4. The Respondent is interdicted and restrained from receiving any payments from the clients of the Second Applicant, whether directly and/or indirectly, without prior authorisation from the Second Applicant (excluding the payments due in respect of the NIVARA bakkies with Registration numbers [....] and [....], which the Respondent is entitled to receive for the purpose of servicing the Finance Agreement with the financial institutions involved;
5. The Respondent is interdicted and restrained from approaching any of the clients of the second Applicant in relation to the affairs of the second Applicant which inter alia includes the collection of monies and/or entering into further agreements;
6. The conducting of the management and the affairs of the second Applicant be continued on the basis that should any deadlock arise between the first Applicant and the Respondent regarding any decisions required to be taken in the furtherance of the affairs of the second Applicant, then and in that event that person appointed in terms of prayer 3 supra, shall exercise a decisive vote and determine by his/her vote or support any potential deadlock that may arise between the first Applicant and the Respondent pertaining to the conducting of the business and affairs of the second Applicant;
7. The Respondent is interdicted from breaching his fiduciary duties by inter alia entering directly into agreements with clients of the second Applicant and to the detriment of both the Applicants (my underlining);
8. Prayers 4 to 7 supra serves as interim interdictory relief, with immediate effect, pending the finalisation of part B of the Notice of Motion and Counter Application, if any, to be instituted per 2 above;
9. The first Applicant and Respondent is Ordered to provide to the second Applicant and/or his appointed auditor, the following documentation and/or information: [SIC]
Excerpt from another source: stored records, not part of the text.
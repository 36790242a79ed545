//! Unified error type for roomcast.

use roomcast_transport::TransportError;

/// Top-level error returned by the server.
///
/// Protocol and room errors never surface here: the dispatcher answers
/// them in place with an `ERROR` envelope or a log line.
#[derive(Debug, thiserror::Error)]
pub enum RoomcastError {
    /// A transport-level error (bind, accept, upgrade).
    #[error(transparent)]
    Transport(#[from] TransportError),

    /// A configuration value could not be parsed.
    #[error("invalid configuration: {0}")]
    Config(String),
}
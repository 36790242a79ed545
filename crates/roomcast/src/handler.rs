//! Per-connection handler: read loop, outbox writer, and cleanup.
//!
//! Each accepted peer gets its own Tokio task running this handler.
//! The flow is:
//!   1. Finish the WebSocket upgrade
//!   2. Open an outbox and spawn a writer task that drains it
//!   3. Loop: receive frames → dispatcher (which queues the results)
//!   4. On close, error, or idle timeout: leave the room, notify the
//!      remaining members, close the outbox

use std::sync::Arc;

use roomcast_protocol::Codec;
use roomcast_transport::{
    Connection, ConnectionId, PendingConnection, PendingUpgrade,
    WebSocketConnection,
};
use tokio::sync::mpsc;

use crate::RoomcastError;
use crate::outbox::Payload;
use crate::server::ServerState;

/// Drop guard that runs disconnect handling when the handler exits.
///
/// This ensures the player leaves its room even if the handler panics.
/// Since `Drop` is synchronous, the async cleanup runs on a spawned task.
struct DisconnectGuard<C: Codec> {
    connection: ConnectionId,
    state: Arc<ServerState<C>>,
}

impl<C: Codec> Drop for DisconnectGuard<C> {
    fn drop(&mut self) {
        let connection = self.connection;
        let state = Arc::clone(&self.state);
        let Ok(runtime) = tokio::runtime::Handle::try_current() else {
            return;
        };
        runtime.spawn(async move {
            state.dispatcher.handle_close(connection).await;
            state.dispatcher.outboxes().unregister(connection).await;
            tracing::debug!(%connection, "connection cleaned up");
        });
    }
}

/// Handles a single peer from accept to close.
///
/// # Errors
/// Returns the transport error if the upgrade fails; the peer never
/// reaches the room state in that case.
pub(crate) async fn handle_connection<C: Codec>(
    pending: PendingUpgrade,
    state: Arc<ServerState<C>>,
) -> Result<(), RoomcastError> {
    let conn = Arc::new(pending.establish().await?);
    let connection = conn.id();
    tracing::debug!(%connection, peer = %conn.peer_addr(), "handling new connection");

    let outbox = state.dispatcher.outboxes().register(connection).await;
    tokio::spawn(write_loop(Arc::clone(&conn), outbox));

    let _guard = DisconnectGuard {
        connection,
        state: Arc::clone(&state),
    };

    loop {
        let received = match state.config.idle_timeout {
            Some(limit) => match tokio::time::timeout(limit, conn.recv()).await {
                Ok(result) => result,
                Err(_) => {
                    tracing::info!(%connection, "connection idle, closing");
                    break;
                }
            },
            None => conn.recv().await,
        };

        let data = match received {
            Ok(Some(data)) => data,
            Ok(None) => {
                tracing::info!(%connection, "connection closed cleanly");
                break;
            }
            Err(e) => {
                tracing::debug!(%connection, error = %e, "recv error");
                break;
            }
        };

        let queued = state.dispatcher.handle_message(connection, &data).await;
        tracing::trace!(%connection, messages = queued.len(), "frame handled");
    }

    // _guard drops here → leave room, notify, close outbox.
    Ok(())
}

/// Drains one connection's outbox onto the wire.
///
/// Ends when the outbox is closed (connection cleaned up) or a send
/// fails; either way the connection is then closed.
async fn write_loop(
    conn: Arc<WebSocketConnection>,
    mut outbox: mpsc::Receiver<Payload>,
) {
    let connection = conn.id();
    while let Some(payload) = outbox.recv().await {
        if let Err(e) = conn.send(&payload).await {
            tracing::debug!(%connection, error = %e, "send failed, stopping writer");
            break;
        }
    }
    if let Err(e) = conn.close().await {
        tracing::trace!(%connection, error = %e, "close after writer exit");
    }
}
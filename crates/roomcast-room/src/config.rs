//! Room configuration.

use serde::{Deserialize, Serialize};

/// Number of characters kept from a requested room name.
pub const DEFAULT_NAME_PREFIX_LEN: usize = 4;

/// Room created by `JOIN_RANDOM_ROOM` when no room exists yet.
pub const DEFAULT_ROOM_NAME: &str = "shua";

// ---------------------------------------------------------------------------
// RandomRoomPolicy
// ---------------------------------------------------------------------------

/// How `JOIN_RANDOM_ROOM` picks among existing rooms.
#[derive(Debug, Clone, Copy, PartialEq, Eq, Default, Serialize, Deserialize)]
#[serde(rename_all = "snake_case")]
pub enum RandomRoomPolicy {
    /// Uniformly random pick among all rooms.
    #[default]
    Uniform,

    /// The room whose name sorts first. Deterministic; useful in tests
    /// and for filling the oldest-named lobby first.
    FirstByName,
}

// ---------------------------------------------------------------------------
// RoomConfig
// ---------------------------------------------------------------------------

/// Configuration shared by every room the manager creates.
#[derive(Debug, Clone, Serialize, Deserialize)]
pub struct RoomConfig {
    /// Room names are the first `name_prefix_len` characters of the
    /// requested name. Shorter requests are rejected.
    pub name_prefix_len: usize,

    /// Name used when `JOIN_RANDOM_ROOM` finds no room to join.
    pub default_room_name: String,

    /// Selection policy for `JOIN_RANDOM_ROOM`.
    pub random_policy: RandomRoomPolicy,
}

impl Default for RoomConfig {
    fn default() -> Self {
        Self {
            name_prefix_len: DEFAULT_NAME_PREFIX_LEN,
            default_room_name: DEFAULT_ROOM_NAME.to_string(),
            random_policy: RandomRoomPolicy::default(),
        }
    }
}

impl RoomConfig {
    /// Checks that rooms can be named under this configuration.
    ///
    /// # Errors
    /// A description of the problem if the prefix length is zero, or the
    /// default room name is shorter than the prefix.
    pub fn validate(&self) -> Result<(), String> {
        if self.name_prefix_len == 0 {
            return Err("name_prefix_len must be at least 1".into());
        }
        if self.default_room_name.chars().count() < self.name_prefix_len {
            return Err(format!(
                "default room name {:?} is shorter than the {}-character prefix",
                self.default_room_name, self.name_prefix_len
            ));
        }
        Ok(())
    }
}
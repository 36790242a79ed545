//! Per-connection outboxes.
//!
//! Every live connection has a bounded queue drained by its own writer
//! task. Delivering to a connection is a non-blocking `try_send`: a full
//! queue or a closed connection is logged and skipped, and never holds up
//! delivery to the other targets.

use std::collections::HashMap;
use std::sync::Arc;

use roomcast_transport::ConnectionId;
use tokio::sync::{Mutex, mpsc};

/// Bytes queued for one connection. Shared across all targets of a
/// broadcast.
pub type Payload = Arc<[u8]>;

/// One encoded message and the connections that should receive it.
#[derive(Debug, Clone, PartialEq, Eq)]
pub struct Outbound {
    pub targets: Vec<ConnectionId>,
    pub payload: Payload,
}

impl Outbound {
    pub fn new(targets: Vec<ConnectionId>, payload: impl Into<Payload>) -> Self {
        Self {
            targets,
            payload: payload.into(),
        }
    }
}

/// Registry of outbox senders, keyed by connection.
pub(crate) struct Outboxes {
    senders: Mutex<HashMap<ConnectionId, mpsc::Sender<Payload>>>,
    capacity: usize,
}

impl Outboxes {
    pub(crate) fn new(capacity: usize) -> Self {
        Self {
            senders: Mutex::new(HashMap::new()),
            capacity: capacity.max(1),
        }
    }

    /// Opens an outbox for a connection and returns its receiving end.
    pub(crate) async fn register(
        &self,
        connection: ConnectionId,
    ) -> mpsc::Receiver<Payload> {
        let (tx, rx) = mpsc::channel(self.capacity);
        self.senders.lock().await.insert(connection, tx);
        rx
    }

    /// Closes a connection's outbox. Its writer task finishes once the
    /// queue drains.
    pub(crate) async fn unregister(&self, connection: ConnectionId) {
        self.senders.lock().await.remove(&connection);
    }

    /// Queues each outbound message for each of its targets. Returns the
    /// number of successful enqueues.
    pub(crate) async fn deliver(&self, outbound: &[Outbound]) -> usize {
        if outbound.is_empty() {
            return 0;
        }

        let senders = self.senders.lock().await;
        let mut delivered = 0;
        for msg in outbound {
            for target in &msg.targets {
                let Some(tx) = senders.get(target) else {
                    tracing::debug!(%target, "delivery skipped, no outbox");
                    continue;
                };
                match tx.try_send(Arc::clone(&msg.payload)) {
                    Ok(()) => delivered += 1,
                    Err(mpsc::error::TrySendError::Full(_)) => {
                        tracing::warn!(%target, "delivery dropped, outbox full");
                    }
                    Err(mpsc::error::TrySendError::Closed(_)) => {
                        tracing::debug!(%target, "delivery dropped, outbox closed");
                    }
                }
            }
        }
        delivered
    }
}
9.1 Complete bank account statements of all accounts held by the or under the control of the First Applicant and Respondent from January 2019 to May 2020;
9.2 A complete list of cash payments collected from clients from January 2019 to May 2020, if any;
9.3 All other financial information as requested by the financial auditor in terms of 3.1 (12.3.1) above;
10. The costs of part A of this Application to be reserved for adjudication at the conclusion of part B;
11. That the relief set out in part B of the Notice of Motion be postponed sine die.”
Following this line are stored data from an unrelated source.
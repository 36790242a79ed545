//! Broadcast routing: turns a [`Recipient`] into a concrete set of
//! connections.
//!
//! The router only reads membership. Callers resolve targets while they
//! hold the manager lock and deliver after releasing it, so the returned
//! `Vec` is a snapshot that later joins and leaves do not affect.

use roomcast_protocol::Recipient;
use roomcast_transport::ConnectionId;

use crate::RoomDirectory;

/// Resolves recipients against a directory.
#[derive(Debug, Clone, Copy)]
pub struct Router<'a> {
    directory: &'a RoomDirectory,
}

impl<'a> Router<'a> {
    pub fn new(directory: &'a RoomDirectory) -> Self {
        Self { directory }
    }

    /// Connections that should receive a message sent by `sender` to
    /// `recipient`, in room join order.
    ///
    /// `Room` and `Others` resolve to nothing when the sender is not in a
    /// room; `Sender` always resolves to the sender.
    pub fn targets(
        &self,
        sender: ConnectionId,
        recipient: &Recipient,
    ) -> Vec<ConnectionId> {
        match recipient {
            Recipient::Sender => vec![sender],
            Recipient::Room => self
                .directory
                .room_of(sender)
                .map(|room| room.connections().collect())
                .unwrap_or_default(),
            Recipient::Others => self
                .directory
                .room_of(sender)
                .map(|room| {
                    room.connections().filter(|c| *c != sender).collect()
                })
                .unwrap_or_default(),
            Recipient::RoomNamed(name) => self
                .directory
                .room(name)
                .map(|room| room.connections().collect())
                .unwrap_or_default(),
        }
    }
}

#[cfg(test)]
mod tests {
    use super::*;
    use crate::{RoomConfig, RoomManager};

    fn conn(id: u64) -> ConnectionId {
        ConnectionId::new(id)
    }

    /// Room "shua" with connections 1, 2, 3 in join order, and room
    /// "lobb" with connection 4.
    fn manager() -> RoomManager {
        let mut rooms = RoomManager::new(RoomConfig::default());
        rooms.create_room(conn(1), "shuashua", "a").unwrap();
        rooms.join_room(conn(2), "shua", "b").unwrap();
        rooms.join_room(conn(3), "shua", "c").unwrap();
        rooms.create_room(conn(4), "lobby", "d").unwrap();
        rooms
    }

    #[test]
    fn test_room_includes_sender_in_join_order() {
        let rooms = manager();
        assert_eq!(
            rooms.router().targets(conn(2), &Recipient::Room),
            vec![conn(1), conn(2), conn(3)]
        );
    }

    #[test]
    fn test_others_excludes_sender() {
        let rooms = manager();
        assert_eq!(
            rooms.router().targets(conn(2), &Recipient::Others),
            vec![conn(1), conn(3)]
        );
        assert!(rooms.router().targets(conn(4), &Recipient::Others).is_empty());
    }

    #[test]
    fn test_unbound_sender_reaches_nobody_but_itself() {
        let rooms = manager();
        let router = rooms.router();
        assert!(router.targets(conn(9), &Recipient::Room).is_empty());
        assert!(router.targets(conn(9), &Recipient::Others).is_empty());
        assert_eq!(router.targets(conn(9), &Recipient::Sender), vec![conn(9)]);
    }

    #[test]
    fn test_room_named_ignores_sender_membership() {
        let rooms = manager();
        let router = rooms.router();
        assert_eq!(
            router.targets(conn(1), &Recipient::RoomNamed("lobb".into())),
            vec![conn(4)]
        );
        assert!(router
            .targets(conn(1), &Recipient::RoomNamed("gone".into()))
            .is_empty());
    }
}
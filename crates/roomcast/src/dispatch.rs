//! Command dispatch: maps inbound frames and disconnects to room
//! operations and the messages they produce.
//!
//! Each call takes the room lock, applies one operation, resolves targets,
//! and queues the resulting [`Outbound`] messages on the per-connection
//! outboxes before the lock is released. Every client therefore sees
//! messages about a room in the order the room changed. Queueing is a
//! non-blocking `try_send`; the socket writes happen later on each
//! connection's writer task, outside the critical section.
//!
//! The queued messages are also returned, which keeps the command surface
//! testable without sockets.

use roomcast_protocol::{Codec, Command, Recipient, ServerMessage};
use roomcast_room::{RoomConfig, RoomError, RoomInfo, RoomManager};
use roomcast_transport::ConnectionId;
use tokio::sync::Mutex;

use crate::Outbound;
use crate::config::DEFAULT_OUTBOX_CAPACITY;
use crate::outbox::Outboxes;

/// Routes commands from every connection through one shared
/// [`RoomManager`].
pub struct Dispatcher<C: Codec> {
    rooms: Mutex<RoomManager>,
    outboxes: Outboxes,
    codec: C,
}

impl<C: Codec> Dispatcher<C> {
    pub fn new(config: RoomConfig, codec: C) -> Self {
        Self {
            rooms: Mutex::new(RoomManager::new(config)),
            outboxes: Outboxes::new(DEFAULT_OUTBOX_CAPACITY),
            codec,
        }
    }

    /// Sets how many messages may queue for one connection.
    pub fn with_outbox_capacity(mut self, capacity: usize) -> Self {
        self.outboxes = Outboxes::new(capacity);
        self
    }

    pub(crate) fn outboxes(&self) -> &Outboxes {
        &self.outboxes
    }

    /// Locks the room state, e.g. for inspection in tests or admin tools.
    pub async fn rooms(&self) -> tokio::sync::MutexGuard<'_, RoomManager> {
        self.rooms.lock().await
    }

    /// Handles one inbound frame from `sender` and queues the results.
    ///
    /// Returns the messages that were queued.
    pub async fn handle_message(
        &self,
        sender: ConnectionId,
        data: &[u8],
    ) -> Vec<Outbound> {
        let command = match Command::decode(&self.codec, data) {
            Ok(command) => command,
            Err(e) if e.is_decode() => {
                tracing::debug!(%sender, error = %e, "dropping undecodable message");
                return Vec::new();
            }
            Err(e) => {
                tracing::warn!(%sender, error = %e, "rejecting invalid request");
                let outbound = self.reject(sender, 400, &e.to_string());
                self.outboxes.deliver(&outbound).await;
                return outbound;
            }
        };

        tracing::trace!(%sender, command = command.name(), "dispatching");

        let mut rooms = self.rooms.lock().await;
        let outbound = match command {
            Command::CreateRoom(req) => self.joined(
                sender,
                rooms.create_room(sender, &req.room_name, &req.player_id),
            ),
            Command::JoinRoom(req) => self.joined(
                sender,
                rooms.join_room(sender, &req.room_name, &req.player_id),
            ),
            Command::JoinRandomRoom { player_id } => {
                self.joined(sender, rooms.join_random_room(sender, &player_id))
            }
            Command::Movement => relay(&rooms, sender, Recipient::Others, data),
            Command::Relay { .. } => relay(&rooms, sender, Recipient::Room, data),
        };
        // Queue before the guard drops so per-room order is preserved.
        self.outboxes.deliver(&outbound).await;
        drop(rooms);
        outbound
    }

    /// Handles a closed connection: removes it from its room and notifies
    /// the members left behind.
    ///
    /// If the leaver was master, `NEW_MASTER` goes out first. `PLAYER_LEFT`
    /// follows whenever the room survives. Returns the messages that were
    /// queued.
    pub async fn handle_close(&self, connection: ConnectionId) -> Vec<Outbound> {
        let mut rooms = self.rooms.lock().await;
        let departure = match rooms.leave_room(connection) {
            Ok(departure) => departure,
            Err(RoomError::NotInRoom(_)) => {
                tracing::debug!(%connection, "closed connection was not in a room");
                return Vec::new();
            }
            Err(e) => {
                tracing::warn!(%connection, error = %e, "leave failed, ignoring");
                return Vec::new();
            }
        };
        let targets = rooms
            .router()
            .targets(connection, &Recipient::RoomNamed(departure.room.clone()));

        if departure.room_closed || targets.is_empty() {
            return Vec::new();
        }

        let mut outbound = Vec::with_capacity(2);
        if let Some(master) = departure.new_master {
            outbound.extend(
                self.envelope(targets.clone(), &ServerMessage::NewMaster { master }),
            );
        }
        outbound.extend(self.envelope(
            targets,
            &ServerMessage::PlayerLeft {
                player_id: departure.player.id,
            },
        ));
        self.outboxes.deliver(&outbound).await;
        drop(rooms);
        outbound
    }

    /// Acknowledges a create/join to the sender, or rejects it.
    fn joined(
        &self,
        sender: ConnectionId,
        result: Result<RoomInfo, RoomError>,
    ) -> Vec<Outbound> {
        match result {
            Ok(info) => self
                .envelope(
                    vec![sender],
                    &ServerMessage::RoomJoined {
                        room_name: info.name,
                        master: info.master,
                        player_count: info.player_count,
                    },
                )
                .into_iter()
                .collect(),
            Err(e) => {
                tracing::warn!(%sender, error = %e, "room request rejected");
                self.reject(sender, e.code(), &e.to_string())
            }
        }
    }

    fn reject(&self, sender: ConnectionId, code: u16, message: &str) -> Vec<Outbound> {
        self.envelope(
            vec![sender],
            &ServerMessage::Error {
                code,
                message: message.to_string(),
            },
        )
        .into_iter()
        .collect()
    }

    fn envelope(
        &self,
        targets: Vec<ConnectionId>,
        msg: &ServerMessage,
    ) -> Option<Outbound> {
        match self.codec.encode(msg) {
            Ok(bytes) => Some(Outbound::new(targets, bytes)),
            Err(e) => {
                tracing::error!(error = %e, ?msg, "failed to encode server message");
                None
            }
        }
    }
}

/// Forwards the original frame unchanged.
fn relay(
    rooms: &RoomManager,
    sender: ConnectionId,
    recipient: Recipient,
    data: &[u8],
) -> Vec<Outbound> {
    let targets = rooms.router().targets(sender, &recipient);
    if targets.is_empty() {
        tracing::debug!(%sender, ?recipient, "nothing to relay to");
        return Vec::new();
    }
    vec![Outbound::new(targets, data)]
}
[2] In this Part B, the Applicants now seek to have the Respondent firstly, removed as a –co-director of the Second Applicant, secondly, that he be declared a delinquent director as contemplated in Section 162 of the Companies Act, 71 of 2008 (“the Companies Act”) and thirdly, that he be ordered to return certain vehicles owned by the Second Applicant failing which the sheriff be authorised to remove them from his premises. In opposition, the Respondent has raised several preliminary points, which he maintains, will be dispositive of the whole matter if upheld.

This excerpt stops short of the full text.